S70 A/C problem (Mike F?)

Discussion in 'Volvo S70' started by Tim.., Jun 28, 2005.

  1. Tim..

    Tim.. Guest

    Mike, fellow Volvo experts.....

    Car is a 98 S70 with manual air conditioning, which today was re-gassed as
    it was working but not very well with the compressor cycling every 15-20
    seconds,- probably upon instructions from the low pressure switch.

    470 grammes was sucked out and the correct 750grammes (sticker on wing) was
    put back in with some dye incase of future leaks. I now have chilly air and
    the compressor is behaving as it should. (on the move)

    However, I still have a problem with the radiator fan which is not running
    with the a/c engaged. It does run on slow speed about every 40 seconds for
    less than 1 second at a time. This was present before the re-gas- I assumed
    it was because it was short of gas.

    The condensor is obviously roasting hot when the car is stationary- not
    good.

    I havent done any investigation upon, what appears to be the high pressure
    switch down by the charge point by the PAS pump, which I assume instructs
    the fan to run.

    I am aware that the ECU controls the fan, via the 2 speed relay, and not the
    HP switch directly, but my Haynes BOL wiring diagrams do not show how the
    a/c system interacts with the ECU, apart from their being 4 connections from
    the ''air-cond.'' to the ECU. (possibly 2 from H and L pressure switches??)

    Any pointers??

    Tim..
     
    Tim.., Jun 28, 2005
    #1
  2. Tim..

    Mike F Guest

    The high pressure switch is a pressure sensitive potentiometer that
    reports the A/C high pressure to the fuel ECU. Based on that signal (as
    well as engine temperature information and other things) the ECU
    "decides" whether the fan should be off, on low speed or on high speed.
    Also the ECU actually turns the A/C on as well - the climate control
    panel sends a "request" to the ECU for A/C when you turn the system on.
    If the engine temperature is too high, the A/C won't come on. The ECU
    grounds the control wires at the relay to turn the fan on high or low
    speed.

    Pull the 2 pin connector with the small wires off the fan relay.

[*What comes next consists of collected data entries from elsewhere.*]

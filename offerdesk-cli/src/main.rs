use std::path::PathBuf;

use anyhow::Context;
use clap::Parser;
use offerdesk_offer::{classify_and_sort_with_links, Bucket, SortKey};
use offerdesk_store::{Config, Snapshot};
use tracing_subscriber::{layer::SubscriberExt, util::SubscriberInitExt};

/// Print the offers list for one tab of an offers snapshot
#[derive(Debug, Parser)]
#[command(name = "offerdesk", version)]
struct Args {
    /// JSON document with `offers` and `tiers`
    snapshot: PathBuf,

    /// Tab to show: active or archived
    #[arg(default_value = "active")]
    bucket: String,

    /// Override the configured sort key (date-added, name, redemptions)
    #[arg(long)]
    sort: Option<String>,

    /// Flip the configured sort direction
    #[arg(long)]
    reverse: bool,

    /// Directory holding default/{RUN_MODE}/local config files
    #[arg(long, env = "OFFERDESK_CONFIG_DIR", default_value = "config")]
    config_dir: PathBuf,
}

fn main() -> anyhow::Result<()> {
    tracing_subscriber::registry()
        .with(
            tracing_subscriber::EnvFilter::try_from_default_env()
                .unwrap_or_else(|_| "offerdesk=info,offerdesk_offer=info,offerdesk_store=info".into()),
        )
        .with(tracing_subscriber::fmt::layer().with_writer(std::io::stderr))
        .init();

    let args = Args::parse();

    let config = Config::load_from(&args.config_dir).context("Failed to load config")?;
    let bucket: Bucket = args.bucket.parse()?;

    let mut sort = config.listing.sort_preference()?;
    if let Some(key) = args.sort.as_deref() {
        sort = sort.with_key(key.parse::<SortKey>()?);
    }
    if args.reverse {
        sort = sort.toggled();
    }

    let snapshot = Snapshot::load(&args.snapshot)?;

    let listing = classify_and_sort_with_links(
        &snapshot.offers,
        snapshot.tiers(),
        bucket,
        sort,
        &config.link_settings(),
    );
    tracing::info!("{}: {}", listing.title(), listing.count_label());

    println!("{}", serde_json::to_string_pretty(&listing)?);
    Ok(())
}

Ground
    one of the relay pins, and see what the fan does. Ground the other, the
    fan should start on the "other" speed. High speed sends power down the
    red wire to the fan, low speed uses the green wire. In any case the
    black wire is grounded. I believe the relay is wired in such a way as
    only one of the red or green wires gets power at any one time.

    --
    Mike F.
    Thornhill (near Toronto), Ont.

    Replace tt with t (twice!) and remove parentheses to email me directly.
    (But I check the newsgroup more often than this email address.)
     
    Mike F, Jun 29, 2005
    #2
  3. Tim..

    Tim.. Guest

    Mike,
    Cheers for all of that.

    Investigation has revealled all you say above- the a/c pressure sensor is
    registering about 1v with the a/c idle, rising to about 4v after running for
    abit. All good.

    Grounding pins on the fan controller results in low speed fan activity or
    full speed. All good.

    Leaving the engine at idle for a while eventually brings on the full speed,
    by which time things are pretty cooking.

    However, the ECU does not seem capable of calling for low speed fan at all
    (a/c running or not) it is not grounding pin 1 of the fan controller to run
    the fan on slow.

    I am thinking- either i have a broken wire, or the ECU is faulty.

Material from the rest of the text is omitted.